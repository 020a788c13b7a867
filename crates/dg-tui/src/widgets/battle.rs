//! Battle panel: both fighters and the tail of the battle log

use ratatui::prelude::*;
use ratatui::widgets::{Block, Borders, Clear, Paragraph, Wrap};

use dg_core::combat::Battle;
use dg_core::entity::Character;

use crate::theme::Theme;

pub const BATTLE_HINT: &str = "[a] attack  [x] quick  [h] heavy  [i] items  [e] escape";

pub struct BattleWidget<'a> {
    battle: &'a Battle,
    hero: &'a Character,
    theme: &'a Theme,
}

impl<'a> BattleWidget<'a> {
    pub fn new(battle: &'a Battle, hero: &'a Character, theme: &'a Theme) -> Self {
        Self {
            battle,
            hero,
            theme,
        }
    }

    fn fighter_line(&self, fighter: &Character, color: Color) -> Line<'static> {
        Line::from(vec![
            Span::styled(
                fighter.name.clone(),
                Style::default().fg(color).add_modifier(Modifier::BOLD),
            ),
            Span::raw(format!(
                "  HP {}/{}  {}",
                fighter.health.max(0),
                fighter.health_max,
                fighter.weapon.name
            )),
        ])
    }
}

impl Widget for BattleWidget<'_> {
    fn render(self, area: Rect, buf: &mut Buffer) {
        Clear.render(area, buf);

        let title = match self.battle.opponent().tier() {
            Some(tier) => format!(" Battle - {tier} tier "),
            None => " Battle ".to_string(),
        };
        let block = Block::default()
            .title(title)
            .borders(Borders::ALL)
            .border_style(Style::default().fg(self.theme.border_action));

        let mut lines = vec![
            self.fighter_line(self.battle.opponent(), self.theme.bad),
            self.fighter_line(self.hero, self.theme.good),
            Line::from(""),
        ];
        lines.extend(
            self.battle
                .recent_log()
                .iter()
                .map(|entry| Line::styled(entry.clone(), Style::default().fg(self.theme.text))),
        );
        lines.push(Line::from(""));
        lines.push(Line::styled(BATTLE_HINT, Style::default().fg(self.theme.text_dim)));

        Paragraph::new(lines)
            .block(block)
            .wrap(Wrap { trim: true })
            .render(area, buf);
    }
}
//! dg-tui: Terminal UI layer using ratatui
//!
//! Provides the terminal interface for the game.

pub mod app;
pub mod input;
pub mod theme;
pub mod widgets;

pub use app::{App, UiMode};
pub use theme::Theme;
|---|
§ **Exercise directions**: Look through the entries and return every line where "push" appears.

§ **Answer for this exercise**:
        lines.push(Line::from(""));
        lines.push(Line::styled(BATTLE_HINT, Style::default().fg(self.theme.text_dim)));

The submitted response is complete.